Why this is relevant to bitcoin is that it is nowhere near big enough to support a national, let alone global, economy. At $48,000, the total value of every possible bitcoin would come in at just over $900 billion dollars. That sounds impressive until you realize that the GDP- the measure of the goods and services produced in the economy- of the United States is $21 trillion. The crunch from the value of goods falling to match the value of bitcoin would trigger a depression so severe in length and scale the only viable way to end it would be to ditch the currency entirely, just like when countries abandoned the gold standard to escape the Great Depression.

The second, albeit not as catastrophic, problem is that one of the incentives for people to use so many resources to verify payments and add them to the blockchain is that they get a bitcoin as a reward. The groups who do this also charge transaction fees, but the coin is obviously the main draw here. 

As you can probably see, if no more coins are being minted, than the only incentive these groups will have to expend all those resources is more costly transaction fees. Plus, the more transactions lined up to get verified, the more difficult the equations get, which means more power, which makes it more expensive to solve, meaning for every single transaction you're not only using up bitcoins to pay for goods but also you're paying more and more for the time and energy needed just for the privilege of buying something. 

Aside from the electricity waste, there's literally nothing bitcoin does better than anything it intends to replace. Because your bitcoin wallet is tied directly to your I.P. address, cash is better for anonymous, untraceable payments which is why there's a concerted effort to reduce the amount of available cash going on right now. The efforts have failed miserably so far but the goal is clear: governments want the ability to track every purchase its citizens make and a blockchain is the perfect tool for that project. 

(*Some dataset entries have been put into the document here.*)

//! Statistics for compression operations

/// Derived quantities describing one encode of a batch.
#[derive(Debug, Clone, PartialEq)]
pub struct CompressionStats {
    /// Original size in bytes, terminators excluded
    pub input_bytes: usize,
    /// Packed size in bytes (whole words, padding included)
    pub encoded_bytes: usize,
    /// Compression ratio (encoded/input)
    pub compression_ratio: f64,
    /// Bits of output per input symbol
    pub bits_per_symbol: f64,
    /// Shannon entropy of the batch distribution
    pub entropy: f64,
    /// Encoding efficiency (theoretical / actual)
    pub efficiency: f64,
}

impl CompressionStats {
    /// Compute statistics from raw sizes and the batch entropy
    pub fn new(input_bytes: usize, encoded_bytes: usize, entropy: f64) -> Self {
        let compression_ratio = if input_bytes > 0 {
            encoded_bytes as f64 / input_bytes as f64
        } else {
            0.0
        };

        let bits_per_symbol = if input_bytes > 0 {
            (encoded_bytes * 8) as f64 / input_bytes as f64
        } else {
            0.0
        };

        let efficiency = if bits_per_symbol > 0.0 {
            entropy / bits_per_symbol
        } else {
            0.0
        };

        Self {
            input_bytes,
            encoded_bytes,
            compression_ratio,
            bits_per_symbol,
            entropy,
            efficiency,
        }
    }

    /// Space savings as a percentage of the input size
    pub fn space_savings(&self) -> f64 {
        (1.0 - self.compression_ratio) * 100.0
    }
}

#[cfg(test)]
mod tests {
    use super::*;

    #[test]
    fn test_stats_calculation() {
        let stats = CompressionStats::new(1000, 600, 4.5);
        assert_eq!(stats.input_bytes, 1000);
        assert_eq!(stats.encoded_bytes, 600);
        assert!((stats.compression_ratio - 0.6).abs() < 0.001);
        assert!((stats.bits_per_symbol - 4.8).abs() < 0.001);
        assert!((stats.efficiency - 0.9375).abs() < 0.001);
        assert!((stats.space_savings() - 40.0).abs() < 0.001);
    }

    #[test]
    fn test_stats_zero_input() {
        let stats = CompressionStats::new(0, 8, 0.0);
        assert_eq!(stats.compression_ratio, 0.0);
        assert_eq!(stats.bits_per_symbol, 0.0);
        assert_eq!(stats.efficiency, 0.0);
    }
}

It barely even holds up an investment tool. Bitcoin's real value is the same as any other commodity: you get to exchange it for dollars. That's why it's not a big deal that some companies allow bitcoin payments, all they're doing is accepting to go through a longer, more complicated process to exchange your assets into real money. All the excitement around bitcoin is based on its dollar value. 

Sure it's on a bit of a tear now but we've been down this road before, too. The price will climb, media attention will draw new users excited to get in on the game but then the reality that you can't do much of anything with your new toy sets in and then the price can drop 20-30% in a single day. 

That's obviously not a very stable investment situation, which means more people cash out at a loss, the more the price drops because people lose confidence in bitcoin's value. Eventually, the price stabilizes again because the user base self-selects for true believers who keep insisting bitcoin is worth something which, slowly but surely, drives the price back up until the cycle repeats. 

Ironically, all these failures are why bitcoin won't be going anywhere any time soon. As an object of faith, the more bitcoin fails, the stronger people will cling to their belief. All bitcoin has is the faith of its users which means as long as they have that faith, this wannabe currency isn't going anywhere. 

Is There Any Way To Make It Work?

No. 

Bitcoin is explicitly designed to be harder to use the more people try to use it. The whole point of its payment system is that it grinds to a halt the moment transaction volume picks up. 

You can't change anything about bitcoin to make it more workable because bitcoin, at its core, is an ideological argument. Changing how bitcoin works means admitting the ideology that created it was wrong. Which no one will admit, because ideas aren't products, they don't get recalled if they're defective.